• **Material supplied**

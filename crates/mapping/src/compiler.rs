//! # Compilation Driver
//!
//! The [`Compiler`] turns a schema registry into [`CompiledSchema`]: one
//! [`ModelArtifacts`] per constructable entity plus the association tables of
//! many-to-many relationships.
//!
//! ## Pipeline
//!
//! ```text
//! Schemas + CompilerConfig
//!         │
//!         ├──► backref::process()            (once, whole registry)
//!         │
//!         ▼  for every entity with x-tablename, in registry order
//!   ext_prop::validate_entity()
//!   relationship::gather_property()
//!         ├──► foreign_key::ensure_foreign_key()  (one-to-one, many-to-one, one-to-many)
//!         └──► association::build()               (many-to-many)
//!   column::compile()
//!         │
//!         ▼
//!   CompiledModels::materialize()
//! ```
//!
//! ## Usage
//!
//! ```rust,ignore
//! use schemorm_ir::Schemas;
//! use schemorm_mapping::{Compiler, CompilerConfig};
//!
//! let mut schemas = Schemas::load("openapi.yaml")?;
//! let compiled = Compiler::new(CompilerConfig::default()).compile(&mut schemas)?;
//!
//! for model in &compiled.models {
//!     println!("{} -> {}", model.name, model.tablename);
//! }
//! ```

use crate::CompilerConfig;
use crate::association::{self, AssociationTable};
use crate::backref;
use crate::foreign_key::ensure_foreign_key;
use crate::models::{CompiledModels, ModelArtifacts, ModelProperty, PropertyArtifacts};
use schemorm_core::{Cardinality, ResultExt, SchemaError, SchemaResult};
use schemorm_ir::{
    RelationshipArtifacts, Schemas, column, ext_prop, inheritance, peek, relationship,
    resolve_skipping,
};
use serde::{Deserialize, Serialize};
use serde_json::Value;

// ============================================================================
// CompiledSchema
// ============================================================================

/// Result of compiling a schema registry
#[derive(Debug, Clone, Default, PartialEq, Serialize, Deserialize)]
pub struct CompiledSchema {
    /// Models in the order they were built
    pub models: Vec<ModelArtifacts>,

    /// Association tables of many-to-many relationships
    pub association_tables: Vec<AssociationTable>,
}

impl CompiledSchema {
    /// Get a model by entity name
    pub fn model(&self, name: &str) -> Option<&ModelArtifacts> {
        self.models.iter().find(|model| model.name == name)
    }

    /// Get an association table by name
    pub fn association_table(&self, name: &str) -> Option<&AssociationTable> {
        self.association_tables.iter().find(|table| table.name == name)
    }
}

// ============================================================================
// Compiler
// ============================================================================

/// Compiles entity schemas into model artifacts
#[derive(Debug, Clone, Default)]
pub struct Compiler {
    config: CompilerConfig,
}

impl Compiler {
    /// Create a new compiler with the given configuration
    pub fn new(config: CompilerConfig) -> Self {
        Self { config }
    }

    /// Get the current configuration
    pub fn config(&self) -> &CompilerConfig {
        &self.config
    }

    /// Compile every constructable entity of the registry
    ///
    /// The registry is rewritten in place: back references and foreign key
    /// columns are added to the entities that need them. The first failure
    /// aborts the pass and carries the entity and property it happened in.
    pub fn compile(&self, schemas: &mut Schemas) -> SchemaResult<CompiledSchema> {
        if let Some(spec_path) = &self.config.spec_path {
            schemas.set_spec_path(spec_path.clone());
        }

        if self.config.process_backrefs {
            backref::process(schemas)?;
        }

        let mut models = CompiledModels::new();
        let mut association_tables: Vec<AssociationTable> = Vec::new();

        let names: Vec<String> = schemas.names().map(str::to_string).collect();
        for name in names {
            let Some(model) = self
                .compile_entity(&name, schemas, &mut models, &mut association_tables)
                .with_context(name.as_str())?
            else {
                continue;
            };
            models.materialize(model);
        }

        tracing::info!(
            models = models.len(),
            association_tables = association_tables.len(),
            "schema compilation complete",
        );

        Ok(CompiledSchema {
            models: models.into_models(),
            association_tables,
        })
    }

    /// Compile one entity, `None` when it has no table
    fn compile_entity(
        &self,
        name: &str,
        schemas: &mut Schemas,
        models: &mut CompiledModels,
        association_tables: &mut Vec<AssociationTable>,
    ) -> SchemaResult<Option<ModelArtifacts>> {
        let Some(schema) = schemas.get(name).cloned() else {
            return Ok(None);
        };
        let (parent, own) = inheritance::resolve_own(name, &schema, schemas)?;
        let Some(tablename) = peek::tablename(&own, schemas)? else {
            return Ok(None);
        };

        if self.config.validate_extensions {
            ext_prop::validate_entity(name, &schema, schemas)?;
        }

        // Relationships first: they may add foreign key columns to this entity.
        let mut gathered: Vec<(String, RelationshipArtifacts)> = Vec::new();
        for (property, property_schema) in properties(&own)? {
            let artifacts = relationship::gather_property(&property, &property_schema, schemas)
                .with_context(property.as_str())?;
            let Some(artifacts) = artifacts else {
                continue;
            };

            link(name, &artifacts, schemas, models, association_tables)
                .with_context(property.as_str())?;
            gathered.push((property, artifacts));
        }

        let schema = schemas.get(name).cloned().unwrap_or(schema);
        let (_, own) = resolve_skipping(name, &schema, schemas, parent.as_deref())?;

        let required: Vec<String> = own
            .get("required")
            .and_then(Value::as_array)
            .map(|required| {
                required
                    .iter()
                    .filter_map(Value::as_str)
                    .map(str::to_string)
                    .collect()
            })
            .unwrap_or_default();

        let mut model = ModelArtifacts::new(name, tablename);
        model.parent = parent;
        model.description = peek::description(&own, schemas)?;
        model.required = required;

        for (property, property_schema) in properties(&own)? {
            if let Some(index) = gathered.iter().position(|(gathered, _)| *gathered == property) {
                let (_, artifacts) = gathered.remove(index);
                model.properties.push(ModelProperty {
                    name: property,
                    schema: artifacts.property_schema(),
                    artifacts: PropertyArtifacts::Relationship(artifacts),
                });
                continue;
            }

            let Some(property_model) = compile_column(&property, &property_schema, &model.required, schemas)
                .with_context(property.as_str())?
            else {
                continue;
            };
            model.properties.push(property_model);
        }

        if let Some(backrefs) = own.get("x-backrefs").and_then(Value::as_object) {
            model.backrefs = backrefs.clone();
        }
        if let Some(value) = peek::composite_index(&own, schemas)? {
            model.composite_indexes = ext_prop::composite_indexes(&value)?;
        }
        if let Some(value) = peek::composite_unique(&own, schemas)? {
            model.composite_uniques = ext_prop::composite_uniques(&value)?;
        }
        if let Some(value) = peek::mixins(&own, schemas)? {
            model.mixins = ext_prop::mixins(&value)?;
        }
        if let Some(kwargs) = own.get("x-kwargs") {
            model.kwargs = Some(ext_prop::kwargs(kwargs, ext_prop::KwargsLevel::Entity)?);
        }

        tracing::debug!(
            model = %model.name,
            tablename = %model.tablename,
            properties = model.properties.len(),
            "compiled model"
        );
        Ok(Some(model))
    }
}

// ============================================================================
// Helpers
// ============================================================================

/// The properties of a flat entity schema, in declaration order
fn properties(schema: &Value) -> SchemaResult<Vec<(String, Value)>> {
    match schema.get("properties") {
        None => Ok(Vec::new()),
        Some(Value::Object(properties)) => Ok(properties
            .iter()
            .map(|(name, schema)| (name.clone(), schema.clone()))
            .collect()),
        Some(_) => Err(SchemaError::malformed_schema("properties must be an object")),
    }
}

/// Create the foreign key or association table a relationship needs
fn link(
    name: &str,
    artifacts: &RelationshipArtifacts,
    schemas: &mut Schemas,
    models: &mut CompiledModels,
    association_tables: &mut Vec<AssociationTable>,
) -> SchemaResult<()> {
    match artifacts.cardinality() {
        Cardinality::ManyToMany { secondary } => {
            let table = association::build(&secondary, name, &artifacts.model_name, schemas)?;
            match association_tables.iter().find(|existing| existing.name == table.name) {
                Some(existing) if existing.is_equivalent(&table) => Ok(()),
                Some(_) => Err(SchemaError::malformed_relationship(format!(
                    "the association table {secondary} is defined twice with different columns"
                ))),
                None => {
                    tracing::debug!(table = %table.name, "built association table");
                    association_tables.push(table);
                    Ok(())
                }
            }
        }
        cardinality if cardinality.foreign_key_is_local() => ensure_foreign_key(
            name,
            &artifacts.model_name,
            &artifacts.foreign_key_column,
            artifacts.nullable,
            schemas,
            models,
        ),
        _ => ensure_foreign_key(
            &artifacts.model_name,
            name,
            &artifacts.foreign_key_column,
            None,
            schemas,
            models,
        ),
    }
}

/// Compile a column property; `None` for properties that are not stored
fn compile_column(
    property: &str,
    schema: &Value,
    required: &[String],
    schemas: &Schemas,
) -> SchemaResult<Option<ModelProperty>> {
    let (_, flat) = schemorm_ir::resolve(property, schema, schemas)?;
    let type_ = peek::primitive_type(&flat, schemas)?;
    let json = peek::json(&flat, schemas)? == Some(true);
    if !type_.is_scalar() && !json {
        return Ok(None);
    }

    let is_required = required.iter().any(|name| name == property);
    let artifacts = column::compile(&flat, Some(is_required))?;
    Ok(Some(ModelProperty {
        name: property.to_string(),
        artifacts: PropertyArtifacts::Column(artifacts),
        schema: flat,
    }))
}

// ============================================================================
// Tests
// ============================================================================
==
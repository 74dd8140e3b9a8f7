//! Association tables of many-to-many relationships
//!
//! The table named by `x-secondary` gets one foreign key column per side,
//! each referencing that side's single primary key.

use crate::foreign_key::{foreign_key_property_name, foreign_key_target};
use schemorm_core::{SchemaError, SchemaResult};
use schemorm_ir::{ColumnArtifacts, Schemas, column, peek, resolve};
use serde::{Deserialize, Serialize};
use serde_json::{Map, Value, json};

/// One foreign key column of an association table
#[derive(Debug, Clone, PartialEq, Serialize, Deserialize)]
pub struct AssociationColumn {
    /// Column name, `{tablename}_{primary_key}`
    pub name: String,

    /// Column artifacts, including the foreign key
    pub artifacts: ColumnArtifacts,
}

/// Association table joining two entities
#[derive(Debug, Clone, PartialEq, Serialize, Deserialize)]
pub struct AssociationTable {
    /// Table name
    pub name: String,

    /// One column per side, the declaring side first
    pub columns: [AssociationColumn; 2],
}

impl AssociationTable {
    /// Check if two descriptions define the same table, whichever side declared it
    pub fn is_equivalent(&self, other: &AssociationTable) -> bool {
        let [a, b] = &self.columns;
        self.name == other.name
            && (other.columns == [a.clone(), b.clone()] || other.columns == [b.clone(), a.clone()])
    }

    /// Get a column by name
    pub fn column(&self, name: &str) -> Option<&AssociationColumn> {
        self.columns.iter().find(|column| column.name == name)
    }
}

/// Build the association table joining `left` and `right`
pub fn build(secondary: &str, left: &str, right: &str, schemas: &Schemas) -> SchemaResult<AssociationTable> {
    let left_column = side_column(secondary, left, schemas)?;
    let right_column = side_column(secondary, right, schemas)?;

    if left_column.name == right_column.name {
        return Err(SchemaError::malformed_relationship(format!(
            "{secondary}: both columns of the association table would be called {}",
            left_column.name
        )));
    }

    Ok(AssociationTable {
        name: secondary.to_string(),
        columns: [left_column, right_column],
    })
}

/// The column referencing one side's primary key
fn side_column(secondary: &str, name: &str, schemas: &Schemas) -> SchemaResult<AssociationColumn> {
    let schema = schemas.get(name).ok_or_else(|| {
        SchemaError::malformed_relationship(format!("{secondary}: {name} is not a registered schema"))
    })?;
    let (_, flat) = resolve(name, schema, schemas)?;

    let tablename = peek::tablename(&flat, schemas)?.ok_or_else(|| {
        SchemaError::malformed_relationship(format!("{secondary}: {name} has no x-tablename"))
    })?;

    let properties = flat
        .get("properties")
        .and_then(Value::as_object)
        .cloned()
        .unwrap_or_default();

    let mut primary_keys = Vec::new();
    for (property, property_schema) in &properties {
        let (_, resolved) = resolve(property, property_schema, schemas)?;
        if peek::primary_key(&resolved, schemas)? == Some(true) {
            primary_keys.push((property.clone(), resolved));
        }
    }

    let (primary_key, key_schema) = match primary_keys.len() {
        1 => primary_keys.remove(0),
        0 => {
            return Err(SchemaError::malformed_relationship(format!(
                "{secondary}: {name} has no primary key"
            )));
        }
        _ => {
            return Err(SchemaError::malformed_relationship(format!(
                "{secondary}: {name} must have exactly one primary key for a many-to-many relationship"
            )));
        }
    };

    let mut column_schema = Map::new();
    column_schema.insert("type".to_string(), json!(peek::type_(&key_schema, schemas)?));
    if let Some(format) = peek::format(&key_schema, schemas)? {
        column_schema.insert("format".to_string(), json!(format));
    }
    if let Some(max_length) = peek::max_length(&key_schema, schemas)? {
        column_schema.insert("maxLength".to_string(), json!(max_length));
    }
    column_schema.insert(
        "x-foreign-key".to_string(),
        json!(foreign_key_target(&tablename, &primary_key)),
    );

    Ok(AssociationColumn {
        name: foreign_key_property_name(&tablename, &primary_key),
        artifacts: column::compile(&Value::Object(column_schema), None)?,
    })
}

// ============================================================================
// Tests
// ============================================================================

• **Exercise brief**
Among the lines above, which hold the word "configuration"? Report each one.

• **Answer section**
    /// Create a new compiler with the given configuration
    /// Get the current configuration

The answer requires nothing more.